─── Record excerpts ───
//! The rule engine: a registry of pure functions `(document, last patch) ->
//! additional patches`, run synchronously after every accepted patch and
//! applied in a single bounded second pass so rule-produced patches cannot
//! feed back into themselves.

use relay_types::{Patch, PatchOp};
use serde_json::Value;

pub type Rule = fn(&Value, &Patch) -> Vec<PatchOp>;

pub const RULES: &[Rule] = &[anchor_drag_rule];

const EARTH_RADIUS_M: f64 = 6_371_000.0;

fn haversine_m(a_lat: f64, a_lon: f64, b_lat: f64, b_lon: f64) -> f64 {
    let (lat1, lat2) = (a_lat.to_radians(), b_lat.to_radians());
    let dlat = (b_lat - a_lat).to_radians();
    let dlon = (b_lon - a_lon).to_radians();
    let h = (dlat / 2.0).sin().powi(2) + lat1.cos() * lat2.cos() * (dlon / 2.0).sin().powi(2);
    2.0 * EARTH_RADIUS_M * h.sqrt().asin()
}

/// Whenever the anchor is deployed and the vessel strays beyond
/// `criticalRange`, raise `anchor_dragging` into `alerts.active`; once the
/// distance drops below 90% of `criticalRange`, move it to
/// `alerts.resolved`.
fn anchor_drag_rule(document: &Value, last_patch: &Patch) -> Vec<PatchOp> {
    let touches_relevant_path = last_patch
        .ops
        .iter()
        .any(|op| matches!(op.top_level_group(), "anchor" | "navigation"));
    if !touches_relevant_path {
        return Vec::new();
    }

    let anchor = &document["anchor"];
    let deployed = anchor["deployed"].as_bool().unwrap_or(false);
    if !deployed {
        return Vec::new();
    }
    let (anchor_lat, anchor_lon) = match (anchor["location"]["lat"].as_f64(), anchor["location"]["lon"].as_f64()) {
        (Some(lat), Some(lon)) => (lat, lon),
        _ => return Vec::new(),
    };
    let critical_range = anchor["criticalRange"].as_f64().unwrap_or(f64::INFINITY);

    let position = &document["navigation"]["position"];
    let (pos_lat, pos_lon) = match (position["value"]["lat"].as_f64(), position["value"]["lon"].as_f64()) {
        (Some(lat), Some(lon)) => (lat, lon),
        _ => return Vec::new(),
    };

    let distance = haversine_m(anchor_lat, anchor_lon, pos_lat, pos_lon);
    let already_active = document["alerts"]["active"]
        .as_array()
        .map(|arr| arr.iter().any(|a| a["trigger"] == "anchor_dragging"))
        .unwrap_or(false);
    let mut ops = Vec::new();

    if distance > critical_range && !already_active {
        ops.push(PatchOp::Add {
            path: "/alerts/active/-".into(),
            value: serde_json::json!({
                "id": format!("anchor-drag-{}", now_ms()),
                "level": "warning",
                "trigger": "anchor_dragging",
                "distanceM": distance,
            }),
        });
    } else if distance < critical_range * 0.9 {
        if let Some(active_index) = document["alerts"]["active"]
            .as_array()
            .and_then(|arr| arr.iter().position(|a| a["trigger"] == "anchor_dragging"))
        {
            let alert = document["alerts"]["active"][active_index].clone();
            ops.push(PatchOp::Remove { path: format!("/alerts/active/{active_index}") });
            ops.push(PatchOp::Add { path: "/alerts/resolved/-".into(), value: alert });
        }
    }

    ops
}

fn now_ms() -> i64 {
    std::time::SystemTime::now()
        .duration_since(std::time::UNIX_EPOCH)
        .map(|d| d.as_millis() as i64)
        .unwrap_or(0)
}

#[cfg(test)]
mod tests {
    use super::*;

    fn doc_with(anchor_lat: f64, anchor_lon: f64, critical_range: f64, pos_lat: f64, pos_lon: f64) -> Value {
        serde_json::json!({
            "anchor": {
                "deployed": true,
                "location": {"lat": anchor_lat, "lon": anchor_lon},
                "criticalRange": critical_range,
            },
            "navigation": {
                "position": {"value": {"lat": pos_lat, "lon": pos_lon}},
            },
            "alerts": {"active": [], "resolved": []},
        })
    }

    #[test]
    fn raises_anchor_drag_alert_beyond_critical_range() {
        let document = doc_with(40.7128, -74.0060, 100.0, 40.7140, -74.0060);
        let patch = Patch::new(vec![PatchOp::Replace { path: "/navigation/position".into(), value: serde_json::json!({}) }]);
        let ops = anchor_drag_rule(&document, &patch);
        assert_eq!(ops.len(), 1);
        match &ops[0] {
            PatchOp::Add { path, value } => {
                assert_eq!(path, "/alerts/active/-");
                assert_eq!(value["trigger"], "anchor_dragging");
            }
            _ => panic!("expected add op"),
        }
    }

    #[test]
    fn no_alert_when_within_range() {
        let document = doc_with(40.7128, -74.0060, 100.0, 40.71285, -74.00605);
        let patch = Patch::new(vec![PatchOp::Replace { path: "/navigation/position".into(), value: serde_json::json!({}) }]);
        assert!(anchor_drag_rule(&document, &patch).is_empty());
    }
}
───
• [What is being asked]: Write out the entries in full, exactly as given.

• [Solution]:
//! The rule engine: a registry of pure functions `(document, last patch) ->
//! additional patches`, run synchronously after every accepted patch and
//! applied in a single bounded second pass so rule-produced patches cannot
//! feed back into themselves.

use relay_types::{Patch, PatchOp};
use serde_json::Value;

pub type Rule = fn(&Value, &Patch) -> Vec<PatchOp>;

pub const RULES: &[Rule] = &[anchor_drag_rule];

const EARTH_RADIUS_M: f64 = 6_371_000.0;

fn haversine_m(a_lat: f64, a_lon: f64, b_lat: f64, b_lon: f64) -> f64 {
    let (lat1, lat2) = (a_lat.to_radians(), b_lat.to_radians());
    let dlat = (b_lat - a_lat).to_radians();
    let dlon = (b_lon - a_lon).to_radians();
    let h = (dlat / 2.0).sin().powi(2) + lat1.cos() * lat2.cos() * (dlon / 2.0).sin().powi(2);
    2.0 * EARTH_RADIUS_M * h.sqrt().asin()
}

/// Whenever the anchor is deployed and the vessel strays beyond
/// `criticalRange`, raise `anchor_dragging` into `alerts.active`; once the
/// distance drops below 90% of `criticalRange`, move it to
/// `alerts.resolved`.
fn anchor_drag_rule(document: &Value, last_patch: &Patch) -> Vec<PatchOp> {
    let touches_relevant_path = last_patch
        .ops
        .iter()
        .any(|op| matches!(op.top_level_group(), "anchor" | "navigation"));
    if !touches_relevant_path {
        return Vec::new();
    }

    let anchor = &document["anchor"];
    let deployed = anchor["deployed"].as_bool().unwrap_or(false);
    if !deployed {
        return Vec::new();
    }
    let (anchor_lat, anchor_lon) = match (anchor["location"]["lat"].as_f64(), anchor["location"]["lon"].as_f64()) {
        (Some(lat), Some(lon)) => (lat, lon),
        _ => return Vec::new(),
    };
    let critical_range = anchor["criticalRange"].as_f64().unwrap_or(f64::INFINITY);

    let position = &document["navigation"]["position"];
    let (pos_lat, pos_lon) = match (position["value"]["lat"].as_f64(), position["value"]["lon"].as_f64()) {
        (Some(lat), Some(lon)) => (lat, lon),
        _ => return Vec::new(),
    };

    let distance = haversine_m(anchor_lat, anchor_lon, pos_lat, pos_lon);
    let already_active = document["alerts"]["active"]
        .as_array()
        .map(|arr| arr.iter().any(|a| a["trigger"] == "anchor_dragging"))
        .unwrap_or(false);
    let mut ops = Vec::new();

    if distance > critical_range && !already_active {
        ops.push(PatchOp::Add {
            path: "/alerts/active/-".into(),
            value: serde_json::json!({
                "id": format!("anchor-drag-{}", now_ms()),
                "level": "warning",
                "trigger": "anchor_dragging",
                "distanceM": distance,
            }),
        });
    } else if distance < critical_range * 0.9 {
        if let Some(active_index) = document["alerts"]["active"]
            .as_array()
            .and_then(|arr| arr.iter().position(|a| a["trigger"] == "anchor_dragging"))
        {
            let alert = document["alerts"]["active"][active_index].clone();
            ops.push(PatchOp::Remove { path: format!("/alerts/active/{active_index}") });
            ops.push(PatchOp::Add { path: "/alerts/resolved/-".into(), value: alert });
        }
    }

    ops
}

fn now_ms() -> i64 {
    std::time::SystemTime::now()
        .duration_since(std::time::UNIX_EPOCH)
        .map(|d| d.as_millis() as i64)
        .unwrap_or(0)
}

#[cfg(test)]
mod tests {
    use super::*;

    fn doc_with(anchor_lat: f64, anchor_lon: f64, critical_range: f64, pos_lat: f64, pos_lon: f64) -> Value {
        serde_json::json!({
            "anchor": {
                "deployed": true,
                "location": {"lat": anchor_lat, "lon": anchor_lon},
                "criticalRange": critical_range,
            },
            "navigation": {
                "position": {"value": {"lat": pos_lat, "lon": pos_lon}},
            },
            "alerts": {"active": [], "resolved": []},
        })
    }

    #[test]
    fn raises_anchor_drag_alert_beyond_critical_range() {
        let document = doc_with(40.7128, -74.0060, 100.0, 40.7140, -74.0060);
        let patch = Patch::new(vec![PatchOp::Replace { path: "/navigation/position".into(), value: serde_json::json!({}) }]);
        let ops = anchor_drag_rule(&document, &patch);
        assert_eq!(ops.len(), 1);
        match &ops[0] {
            PatchOp::Add { path, value } => {
                assert_eq!(path, "/alerts/active/-");
                assert_eq!(value["trigger"], "anchor_dragging");
            }
            _ => panic!("expected add op"),
        }
    }

    #[test]
    fn no_alert_when_within_range() {
        let document = doc_with(40.7128, -74.0060, 100.0, 40.71285, -74.00605);
        let patch = Patch::new(vec![PatchOp::Replace { path: "/navigation/position".into(), value: serde_json::json!({}) }]);
        assert!(anchor_drag_rule(&document, &patch).is_empty());
    }
}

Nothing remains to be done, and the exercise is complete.